Hysteria is no doubt a disease, but it is by no means on that account an indication of initial weakness of mind, any more than an Arctic explorer's frost-bite is an indication of bad circulation. Disease is a function of two variables: power of resistance and strength of injurious stimulus. In the case of hysteria, as in the case of frost-bite, the inborn power of resistance may be unusually great, and yet the stimulus may be so excessive that that power may be overcome. Arctic explorers have generally, of course, been among the most robust of men. And with some hysterics there is an even closer connection between initial strength and destructive malady. For it has often happened that the very feelings which we regard as characteristically civilised, characteristically honourable, have reached a pitch of vividness and delicacy which exposes their owners to shocks such as the selfish clown can never know. It would be a great mistake to suppose that all psychical upsets are due to vanity, to anger, to terror, to sexual passion. The instincts of personal cleanliness and of feminine modesty are responsible for many a breakdown of a sensitive, but not a relatively feeble organisation. The love of one's fellow-creatures and the love of God are responsible for many more. And why should it not be so? There exist for many men and women stimuli far stronger than self-esteem or bodily desires. Human life rests more and more upon ideas and emotions whose relation to the conservation of the race or of the individual is indirect and obscure. Feelings which may once have been utilitarian have developed wholly out of proportion to any advantage which they can gain for their possessor in the struggle for life. The dangers which are now most shudderingly felt are often no real risks to life or fortune. The aims most ardently pursued are often worse than useless for man regarded as a mere over-runner of the earth.

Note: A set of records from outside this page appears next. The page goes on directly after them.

//! # Document Parsing
//!
//! Turns Markdown text into the node tree the extractor walks.
//!
//! ## Modules
//!
//! - **`node`**: `Node` and `NodeKind`, an mdast-shaped tree with line/column positions
//! - **`walk`**: `Nodes`, a stack-driven document-order iterator
//! - **`kinds`**: Syntax knowledge for blockquote prefixes and code fences
//! - **`rope`**: Rope-backed line index converting offsets to positions
//!
//! Block structure is delegated to `pulldown-cmark`; this module only maps
//! its offset event stream onto nodes.
//!
//! ## Position Conventions
//!
//! - Code and html nodes start at their first non-prefix character, so a
//!   fence nested under `> ` starts at column 3
//! - A node's end excludes the line terminator that closes it

pub mod kinds;
pub mod node;
pub mod rope;
pub mod walk;

use pulldown_cmark::{CodeBlockKind, Event, Options, Parser, Tag};

use crate::position::Range;
use kinds::BlockQuote;
use rope::LineIndex;

pub use node::{Node, NodeKind};
pub use walk::{Nodes, walk};

#[derive(Debug)]
pub struct ParsedDoc {
    pub root: Node,
}

fn parser_options() -> Options {
    Options::ENABLE_TABLES | Options::ENABLE_STRIKETHROUGH | Options::ENABLE_TASKLISTS
}

pub fn parse_document(text: &str, lines: &LineIndex) -> ParsedDoc {
    let root = Node::new(
        NodeKind::Root,
        node_range(text, lines, NodeKind::Root, 0..text.len()),
    );
    let mut stack = vec![root];

    for (event, span) in Parser::new_ext(text, parser_options()).into_offset_iter() {
        match event {
            Event::Start(tag) => {
                let kind = kind_of(&tag);
                let mut node = Node::new(kind, node_range(text, lines, kind, span));
                match &tag {
                    Tag::CodeBlock(CodeBlockKind::Fenced(info)) => {
                        node.lang = Some(info.to_string()).filter(|s| !s.trim().is_empty());
                        node.value = Some(String::new());
                    }
                    Tag::CodeBlock(CodeBlockKind::Indented) | Tag::HtmlBlock => {
                        node.value = Some(String::new());
                    }
                    _ => {}
                }
                stack.push(node);
            }
            Event::End(_) => {
                // The root is never closed by an event.
                if stack.len() > 1
                    && let Some(node) = stack.pop()
                    && let Some(parent) = stack.last_mut()
                {
                    parent.children.push(node);
                }
            }
            Event::Text(t) | Event::Html(t) if accumulates(&stack) => {
                if let Some(value) = stack.last_mut().and_then(|n| n.value.as_mut()) {
                    value.push_str(&t);
                }
            }
            Event::Text(t) => {
                push_leaf(&mut stack, text, lines, NodeKind::Text, span, Some(&*t))
            }
            Event::Html(t) | Event::InlineHtml(t) => {
                push_leaf(&mut stack, text, lines, NodeKind::Html, span, Some(&*t))
            }
            Event::Code(t) => {
                push_leaf(&mut stack, text, lines, NodeKind::InlineCode, span, Some(&*t))
            }
            Event::Rule => {
                push_leaf(&mut stack, text, lines, NodeKind::ThematicBreak, span, None)
            }
            Event::HardBreak => push_leaf(&mut stack, text, lines, NodeKind::Break, span, None),
            _ => {}
        }
    }

    // Fold anything left open into its parent.
    while stack.len() > 1 {
        if let Some(node) = stack.pop()
            && let Some(parent) = stack.last_mut()
        {
            parent.children.push(node);
        }
    }

    ParsedDoc {
        root: stack.swap_remove(0),
    }
}

fn accumulates(stack: &[Node]) -> bool {
    stack
        .last()
        .is_some_and(|n| matches!(n.kind, NodeKind::Code | NodeKind::Html) && n.value.is_some())
}

fn push_leaf(
    stack: &mut [Node],
    text: &str,
    lines: &LineIndex,
    kind: NodeKind,
    span: std::ops::Range<usize>,
    value: Option<&str>,
) {
    let mut node = Node::new(kind, node_range(text, lines, kind, span));
    node.value = value.map(str::to_string);
    if let Some(parent) = stack.last_mut() {
        parent.children.push(node);
    }
}

fn kind_of(tag: &Tag<'_>) -> NodeKind {
    match tag {
        Tag::Paragraph => NodeKind::Paragraph,
        Tag::Heading { .. } => NodeKind::Heading,
        Tag::BlockQuote(_) => NodeKind::BlockQuote,
        Tag::CodeBlock(_) => NodeKind::Code,
        Tag::HtmlBlock => NodeKind::Html,
        Tag::List(_) => NodeKind::List,
        Tag::Item => NodeKind::ListItem,
        Tag::Emphasis => NodeKind::Emphasis,
        Tag::Strong => NodeKind::Strong,
        Tag::Link { .. } => NodeKind::Link,
        Tag::Image { .. } => NodeKind::Image,
        Tag::Table(_) => NodeKind::Table,
        _ => NodeKind::Other,
    }
}

/// Converts an event's byte span into a node range.
///
/// Block code and html nodes are moved past any container prefix left on
/// their first line, and every node's end is pulled back over its closing
/// line terminator.
fn node_range(
    text: &str,
    lines: &LineIndex,
    kind: NodeKind,
    span: std::ops::Range<usize>,
) -> Range {
    let mut start = span.start.min(text.len());
    let mut end = span.end.min(text.len()).max(start);

    if matches!(kind, NodeKind::Code | NodeKind::Html) {
        let first_line = text[start..end].split('\n').next().unwrap_or_default();
        start += BlockQuote::prefix_bytes(first_line);
    }

    if end > start && text[..end].ends_with('\n') {
        end -= 1;
        if end > start && text[..end].ends_with('\r') {
            end -= 1;
        }
    }

    Range::new(lines.position(start), lines.position(end))
}

#[cfg(test)]
mod tests {
    use super::*;
    use pretty_assertions::assert_eq;

    fn parse(md: &str) -> Node {
        let lines = LineIndex::new(md);
        parse_document(md, &lines).root
    }

    fn kinds(root: &Node) -> Vec<NodeKind> {
        walk(root).map(|n| n.kind).collect()
    }

    fn first(root: &Node, kind: NodeKind) -> &Node {
        walk(root)
            .find(|n| n.kind == kind)
            .unwrap_or_else(|| panic!("no {} node", kind.as_str()))
    }

    #[test]
    fn fenced_code_carries_info_string() {
        let root = parse("```js title=\"a.js\"\nlet a = 1;\n```\n");
        let code = first(&root, NodeKind::Code);
        assert_eq!(code.lang.as_deref(), Some("js title=\"a.js\""));
        assert_eq!(code.lang_tag(), Some("js"));
        assert_eq!(code.value.as_deref(), Some("let a = 1;\n"));
    }

    #[test]
    fn fenced_code_positions_span_fences() {
        let root = parse("# Title\n\n```js\nlet a = 1;\n```\n");
        let code = first(&root, NodeKind::Code);
        assert_eq!((code.position.start.line, code.position.start.column), (3, 1));
        assert_eq!((code.position.end.line, code.position.end.column), (5, 4));
        assert_eq!(code.position.start.offset, Some(9));
    }

    #[test]
    fn fence_without_info_has_no_lang() {
        let root = parse("```\nplain\n```\n");
        assert_eq!(first(&root, NodeKind::Code).lang, None);
    }

    #[test]
    fn quoted_fence_starts_after_prefix() {
        let root = parse("> ```js\n> let a = 1;\n> ```\n");
        let code = first(&root, NodeKind::Code);
        assert_eq!((code.position.start.line, code.position.start.column), (1, 3));
        assert_eq!(code.position.end.line, 3);
    }

    #[test]
    fn html_comment_value_is_raw_text() {
        let root = parse("<!-- eslint-disable no-alert -->\n\n```js\nalert(1);\n```\n");
        let html = first(&root, NodeKind::Html);
        assert_eq!(
            html.value.as_deref().map(str::trim),
            Some("<!-- eslint-disable no-alert -->")
        );
        assert_eq!(html.position.start.line, 1);
    }

    #[test]
    fn tree_preserves_document_order() {
        let root = parse("Intro text\n\n<!-- c -->\n\n```js\nx;\n```\n");
        assert_eq!(
            kinds(&root),
            vec![
                NodeKind::Root,
                NodeKind::Paragraph,
                NodeKind::Text,
                NodeKind::Html,
                NodeKind::Code,
            ]
        );
    }

    #[test]
    fn code_text_is_not_a_child() {
        let root = parse("```js\nconst a = '<b>';\n```\n");
        assert!(first(&root, NodeKind::Code).children.is_empty());
    }

    #[test]
    fn empty_document_is_bare_root() {
        let root = parse("");
        assert_eq!(root.kind, NodeKind::Root);
        assert!(root.children.is_empty());
    }
}
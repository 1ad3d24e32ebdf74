//! # Position Mapping
//!
//! Coordinate translation between a synthesized source and the document
//! it was cut from.
//!
//! A map is a sorted list of [`Segment`]s keyed by generated position.
//! Every mapped range contributes a `Mapping` at its generated start and a
//! `Terminator` at its generated end, so positions past the end of a range
//! are not attributed to it.
//!
//! Building and querying are split across two types: a
//! [`PositionMapBuilder`] only accepts insertions, and
//! [`PositionMapBuilder::build`] consumes it to produce an immutable
//! [`PositionMap`] that only answers queries.

use crate::position::{Position, Range};

#[derive(Debug, Clone, PartialEq, Eq, thiserror::Error)]
pub enum MapError {
    #[error("mapping at {inserted} inserted after segment at {previous}")]
    OutOfOrder {
        previous: Position,
        inserted: Position,
    },
    #[error("generated range ends at {end} before it starts at {start}")]
    InvertedRange { start: Position, end: Position },
}

/// One entry of a position map.
#[derive(Debug, Clone, Copy, PartialEq, Eq)]
pub enum Segment {
    /// Generated positions from here on correspond to `original`.
    Mapping {
        generated: Position,
        original: Position,
    },
    /// Generated positions from here on have no original counterpart.
    Terminator { generated: Position },
}

impl Segment {
    pub fn generated(&self) -> Position {
        match *self {
            Segment::Mapping { generated, .. } | Segment::Terminator { generated } => generated,
        }
    }
}

/// Insert-only half of a position map.
#[derive(Debug, Default, Clone)]
pub struct PositionMapBuilder {
    segments: Vec<Segment>,
}

impl PositionMapBuilder {
    pub fn new() -> Self {
        Self::default()
    }

    /// Maps `generated` onto `original`.
    ///
    /// Ranges must be added in increasing generated order. A range may be
    /// empty, in which case its terminator shares its start position.
    pub fn add_mapping(&mut self, original: Range, generated: Range) -> Result<(), MapError> {
        if generated.end.key() < generated.start.key() {
            return Err(MapError::InvertedRange {
                start: generated.start,
                end: generated.end,
            });
        }
        if let Some(last) = self.segments.last()
            && generated.start.key() <= last.generated().key()
        {
            return Err(MapError::OutOfOrder {
                previous: last.generated(),
                inserted: generated.start,
            });
        }

        self.segments.push(Segment::Mapping {
            generated: Position::new(generated.start.line, generated.start.column),
            original: Position::new(original.start.line, original.start.column),
        });
        self.segments.push(Segment::Terminator {
            generated: Position::new(generated.end.line, generated.end.column),
        });
        Ok(())
    }

    pub fn is_empty(&self) -> bool {
        self.segments.is_empty()
    }

    pub fn build(self) -> PositionMap {
        PositionMap {
            segments: self.segments,
        }
    }
}

/// Query-only half of a position map.
#[derive(Debug, Default, Clone, PartialEq, Eq)]
pub struct PositionMap {
    segments: Vec<Segment>,
}

impl PositionMap {
    pub fn segments(&self) -> &[Segment] {
        &self.segments
    }

    /// Translates a generated position into an original one.
    ///
    /// The nearest mapping at or before `generated` supplies the anchor; the
    /// line offset from the anchor is added to the original line and the
    /// anchor's column shift is applied to the column. Returns `None` before
    /// the first mapping and strictly past a terminator. A query landing
    /// exactly on a terminator still belongs to the range it closes.
    pub fn map_position(&self, generated: Position) -> Option<Position> {
        let key = generated.key();
        let idx = self.segments.partition_point(|s| s.generated().key() <= key);
        let anchor = match self.segments.get(idx.checked_sub(1)?)? {
            Segment::Mapping {
                generated: g,
                original: o,
            } => (*g, *o),
            Segment::Terminator { generated: t } if t.key() == key => {
                match self.segments.get(idx.checked_sub(2)?)? {
                    Segment::Mapping {
                        generated: g,
                        original: o,
                    } => (*g, *o),
                    Segment::Terminator { .. } => return None,
                }
            }
            Segment::Terminator { .. } => return None,
        };

        let (g, o) = anchor;
        let line = o.line + (generated.line - g.line);
        let column = (o.column as i64 + generated.column as i64 - g.column as i64).max(1) as usize;
        Some(Position::new(line, column))
    }
}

There is thus real psychological danger in fixing our conception of human character too low. Some essential lessons of a complex perturbation of personality are apt to be missed if we begin with the conviction that there is nothing before us but a study of decay. As I have more than once found need to maintain, it is his steady advance, and not his occasional regression, which makes the chief concern of man.

To this side of the study of hysteria Drs. Breuer and Freud have made valuable contribution. Drawing their patients not from hospital wards, but from private practice, they have had the good fortune to encounter, and the penetration to understand, some remarkable cases where unselfish but powerful passions have proved too much for the equilibrium of minds previously well-fortified both by principle and by education.[11]

"Wax to receive and marble to retain"; such, as we all have felt, is the human mind in moments of excitement which transcend its resistant powers. This may be for good or for evil, may tend to that radical change in ethical standpoint which is called conversion, or to the mere setting-up of some hysterical disability. Who shall say how far we desire to be susceptible to stimulus? Most rash would it be to assign any fixed limit, or to class as inferior those whose main difference from ourselves may be that they feel sincerely and passionately what we feel torpidly, or perhaps only affect to feel. "The term degenerate," says Dr. Milne Bramwell, "is applied so freely and widely by some modern authors that one cannot help concluding that they rank as such all who do not conform to some primitive, savage type, possessing an imperfectly developed nervous system." Our "degenerates" may sometimes be in truth progenerate; and their perturbation may mask an evolution which we or our children needs must traverse when they have shown the way.